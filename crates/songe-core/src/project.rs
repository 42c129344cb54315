//! One façade over the signing components.
//!
//! A [`Project`] is a directory plus a [`Config`]; every CLI command maps to
//! exactly one method here. Passphrases arrive as arguments; prompting is
//! the caller's business.

use std::path::Path;
use std::path::PathBuf;

use ed25519_dalek::SigningKey;
use rand_core::OsRng;
use zeroize::Zeroizing;

use crate::codec;
use crate::config::Config;
use crate::engine;
use crate::engine::SignOptions;
use crate::engine::Verification;
use crate::error::Result;
use crate::error::SongeError;
use crate::keystore::KeyStore;
use crate::keywrap;
use crate::truststore::TrustList;
use crate::truststore::TrustStore;

pub struct Project {
    dir: PathBuf,
    config: Config,
}

impl Project {
    /// Open a project directory with the default file-name conventions.
    pub fn open(dir: impl Into<PathBuf>) -> Self {
        Self::with_config(dir, Config::default())
    }

    pub fn with_config(dir: impl Into<PathBuf>, config: Config) -> Self {
        Self { dir: dir.into(), config }
    }

    pub fn config(&self) -> &Config {
        &self.config
    }

    /// Where the key file is (or would be created).
    pub fn key_path(&self) -> PathBuf {
        self.config.resolve_key_path(&self.dir)
    }

    /// Create a fresh key pair, wrap the seed under `passphrase`, and store
    /// the key file. Returns the `P…` verify key to share.
    ///
    /// Refuses to overwrite an existing key file.
    pub fn generate(&self, passphrase: &str) -> Result<String> {
        self.check_no_key_file()?;
        let signing = SigningKey::generate(&mut OsRng);
        self.store_key(&signing, passphrase)
    }

    /// Import a pasted `K…` signing key, derive its verify key, and store
    /// the pair like [`Project::generate`].
    pub fn import(&self, encoded_seed: &str, passphrase: &str) -> Result<String> {
        self.check_no_key_file()?;
        let seed = Zeroizing::new(codec::decode_signing_key(encoded_seed)?);
        let signing = SigningKey::from_bytes(&seed);
        self.store_key(&signing, passphrase)
    }

    /// Unwrap with the old passphrase, rewrap with the new one. The key pair
    /// is unchanged; the trust-list signature is invalidated by the store.
    pub fn change_passphrase(&self, old: &str, new: &str) -> Result<()> {
        let (signing, declared) = engine::unlock(&self.dir, &self.config, old)?;
        let seed = Zeroizing::new(signing.to_bytes());
        let wrapped = keywrap::wrap(&seed, new)?;
        KeyStore::new(&self.dir, &self.config).store(&wrapped, &declared)
    }

    /// The public `P…` key. No passphrase needed.
    pub fn show_verify_key(&self) -> Result<String> {
        let (_, declared) = KeyStore::new(&self.dir, &self.config).load()?;
        Ok(codec::encode_verify_key(declared.as_bytes()))
    }

    /// The secret `K…` key, for backing up or moving to another machine.
    pub fn show_signing_key(&self, passphrase: &str) -> Result<String> {
        let (signing, _) = engine::unlock(&self.dir, &self.config, passphrase)?;
        Ok(codec::encode_signing_key(&signing.to_bytes()))
    }

    /// Sign `file` into `<file>.sgsig`. Returns the record path.
    pub fn sign(&self, file: &Path, opts: &SignOptions, passphrase: &str) -> Result<PathBuf> {
        engine::sign_file(&self.dir, &self.config, file, opts, passphrase)
    }

    /// Verify `<file>.sgsig` against the file (or its embedded copy).
    pub fn verify(&self, file: &Path) -> Result<Verification> {
        engine::verify_file(&self.dir, &self.config, file, None)
    }

    /// Like [`Project::verify`], but the trust list is checked against the
    /// verify key derived from the freshly unwrapped signing key, guarding
    /// against a swapped key file.
    pub fn verify_strict(&self, file: &Path, passphrase: &str) -> Result<Verification> {
        let (_, declared) = engine::unlock(&self.dir, &self.config, passphrase)?;
        engine::verify_file(&self.dir, &self.config, file, Some(&declared))
    }

    /// The trust list, checked against the declared local verify key when a
    /// key file is present.
    pub fn trust_list(&self) -> Result<TrustList> {
        let anchor = KeyStore::new(&self.dir, &self.config).load().ok().map(|(_, k)| k);
        self.trust_store().load(anchor.as_ref())
    }

    /// The trust list, checked against the derived verify key.
    pub fn trust_list_strict(&self, passphrase: &str) -> Result<TrustList> {
        let (_, declared) = engine::unlock(&self.dir, &self.config, passphrase)?;
        self.trust_store().load(Some(&declared))
    }

    /// Entries containing `substring`, with 1-based positions.
    pub fn trust_find(&self, substring: &str) -> Result<Vec<(usize, String)>> {
        let anchor = KeyStore::new(&self.dir, &self.config).load().ok().map(|(_, k)| k);
        self.trust_store().find(substring, anchor.as_ref())
    }

    /// Add a `P…` key to the trust list and re-sign it.
    pub fn trust_add(&self, key: &str, passphrase: &str) -> Result<()> {
        let (signing, _) = engine::unlock(&self.dir, &self.config, passphrase)?;
        self.trust_store().add(key, &signing)
    }

    /// Remove a key (by value, or by 1-based index for short numeric
    /// selectors) and re-sign the list.
    pub fn trust_remove(&self, selector: &str, passphrase: &str) -> Result<()> {
        let (signing, _) = engine::unlock(&self.dir, &self.config, passphrase)?;
        self.trust_store().remove(selector, &signing)
    }

    fn trust_store(&self) -> TrustStore {
        TrustStore::new(&self.dir, &self.config)
    }

    fn check_no_key_file(&self) -> Result<()> {
        let store = KeyStore::new(&self.dir, &self.config);
        if store.exists() {
            return Err(SongeError::BadKeyfile(format!(
                "a key file already exists at {}",
                store.path().display()
            )));
        }
        Ok(())
    }

    fn store_key(&self, signing: &SigningKey, passphrase: &str) -> Result<String> {
        let seed = Zeroizing::new(signing.to_bytes());
        let wrapped = keywrap::wrap(&seed, passphrase)?;
        let verify = signing.verifying_key();
        KeyStore::new(&self.dir, &self.config).store(&wrapped, &verify)?;
        Ok(codec::encode_verify_key(verify.as_bytes()))
    }
}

> Action item:
The answer must be the complete listing, repeated exactly.

> Exercise output:
filename crates/songe-core/src/project.rs
repository 42c129344cb54315
//! One façade over the signing components.
//!
//! A [`Project`] is a directory plus a [`Config`]; every CLI command maps to
//! exactly one method here. Passphrases arrive as arguments; prompting is
//! the caller's business.

use std::path::Path;
use std::path::PathBuf;

use ed25519_dalek::SigningKey;
use rand_core::OsRng;
use zeroize::Zeroizing;

use crate::codec;
use crate::config::Config;
use crate::engine;
use crate::engine::SignOptions;
use crate::engine::Verification;
use crate::error::Result;
use crate::error::SongeError;
use crate::keystore::KeyStore;
use crate::keywrap;
use crate::truststore::TrustList;
use crate::truststore::TrustStore;

pub struct Project {
    dir: PathBuf,
    config: Config,
}

impl Project {
    /// Open a project directory with the default file-name conventions.
    pub fn open(dir: impl Into<PathBuf>) -> Self {
        Self::with_config(dir, Config::default())
    }

    pub fn with_config(dir: impl Into<PathBuf>, config: Config) -> Self {
        Self { dir: dir.into(), config }
    }

    pub fn config(&self) -> &Config {
        &self.config
    }

    /// Where the key file is (or would be created).
    pub fn key_path(&self) -> PathBuf {
        self.config.resolve_key_path(&self.dir)
    }

    /// Create a fresh key pair, wrap the seed under `passphrase`, and store
    /// the key file. Returns the `P…` verify key to share.
    ///
    /// Refuses to overwrite an existing key file.
    pub fn generate(&self, passphrase: &str) -> Result<String> {
        self.check_no_key_file()?;
        let signing = SigningKey::generate(&mut OsRng);
        self.store_key(&signing, passphrase)
    }

    /// Import a pasted `K…` signing key, derive its verify key, and store
    /// the pair like [`Project::generate`].
    pub fn import(&self, encoded_seed: &str, passphrase: &str) -> Result<String> {
        self.check_no_key_file()?;
        let seed = Zeroizing::new(codec::decode_signing_key(encoded_seed)?);
        let signing = SigningKey::from_bytes(&seed);
        self.store_key(&signing, passphrase)
    }

    /// Unwrap with the old passphrase, rewrap with the new one. The key pair
    /// is unchanged; the trust-list signature is invalidated by the store.
    pub fn change_passphrase(&self, old: &str, new: &str) -> Result<()> {
        let (signing, declared) = engine::unlock(&self.dir, &self.config, old)?;
        let seed = Zeroizing::new(signing.to_bytes());
        let wrapped = keywrap::wrap(&seed, new)?;
        KeyStore::new(&self.dir, &self.config).store(&wrapped, &declared)
    }

    /// The public `P…` key. No passphrase needed.
    pub fn show_verify_key(&self) -> Result<String> {
        let (_, declared) = KeyStore::new(&self.dir, &self.config).load()?;
        Ok(codec::encode_verify_key(declared.as_bytes()))
    }

    /// The secret `K…` key, for backing up or moving to another machine.
    pub fn show_signing_key(&self, passphrase: &str) -> Result<String> {
        let (signing, _) = engine::unlock(&self.dir, &self.config, passphrase)?;
        Ok(codec::encode_signing_key(&signing.to_bytes()))
    }

    /// Sign `file` into `<file>.sgsig`. Returns the record path.
    pub fn sign(&self, file: &Path, opts: &SignOptions, passphrase: &str) -> Result<PathBuf> {
        engine::sign_file(&self.dir, &self.config, file, opts, passphrase)
    }

    /// Verify `<file>.sgsig` against the file (or its embedded copy).
    pub fn verify(&self, file: &Path) -> Result<Verification> {
        engine::verify_file(&self.dir, &self.config, file, None)
    }

    /// Like [`Project::verify`], but the trust list is checked against the
    /// verify key derived from the freshly unwrapped signing key, guarding
    /// against a swapped key file.
    pub fn verify_strict(&self, file: &Path, passphrase: &str) -> Result<Verification> {
        let (_, declared) = engine::unlock(&self.dir, &self.config, passphrase)?;
        engine::verify_file(&self.dir, &self.config, file, Some(&declared))
    }

    /// The trust list, checked against the declared local verify key when a
    /// key file is present.
    pub fn trust_list(&self) -> Result<TrustList> {
        let anchor = KeyStore::new(&self.dir, &self.config).load().ok().map(|(_, k)| k);
        self.trust_store().load(anchor.as_ref())
    }

    /// The trust list, checked against the derived verify key.
    pub fn trust_list_strict(&self, passphrase: &str) -> Result<TrustList> {
        let (_, declared) = engine::unlock(&self.dir, &self.config, passphrase)?;
        self.trust_store().load(Some(&declared))
    }

    /// Entries containing `substring`, with 1-based positions.
    pub fn trust_find(&self, substring: &str) -> Result<Vec<(usize, String)>> {
        let anchor = KeyStore::new(&self.dir, &self.config).load().ok().map(|(_, k)| k);
        self.trust_store().find(substring, anchor.as_ref())
    }

    /// Add a `P…` key to the trust list and re-sign it.
    pub fn trust_add(&self, key: &str, passphrase: &str) -> Result<()> {
        let (signing, _) = engine::unlock(&self.dir, &self.config, passphrase)?;
        self.trust_store().add(key, &signing)
    }

    /// Remove a key (by value, or by 1-based index for short numeric
    /// selectors) and re-sign the list.
    pub fn trust_remove(&self, selector: &str, passphrase: &str) -> Result<()> {
        let (signing, _) = engine::unlock(&self.dir, &self.config, passphrase)?;
        self.trust_store().remove(selector, &signing)
    }

    fn trust_store(&self) -> TrustStore {
        TrustStore::new(&self.dir, &self.config)
    }

    fn check_no_key_file(&self) -> Result<()> {
        let store = KeyStore::new(&self.dir, &self.config);
        if store.exists() {
            return Err(SongeError::BadKeyfile(format!(
                "a key file already exists at {}",
                store.path().display()
            )));
        }
        Ok(())
    }

    fn store_key(&self, signing: &SigningKey, passphrase: &str) -> Result<String> {
        let seed = Zeroizing::new(signing.to_bytes());
        let wrapped = keywrap::wrap(&seed, passphrase)?;
        let verify = signing.verifying_key();
        KeyStore::new(&self.dir, &self.config).store(&wrapped, &verify)?;
        Ok(codec::encode_verify_key(verify.as_bytes()))
    }
}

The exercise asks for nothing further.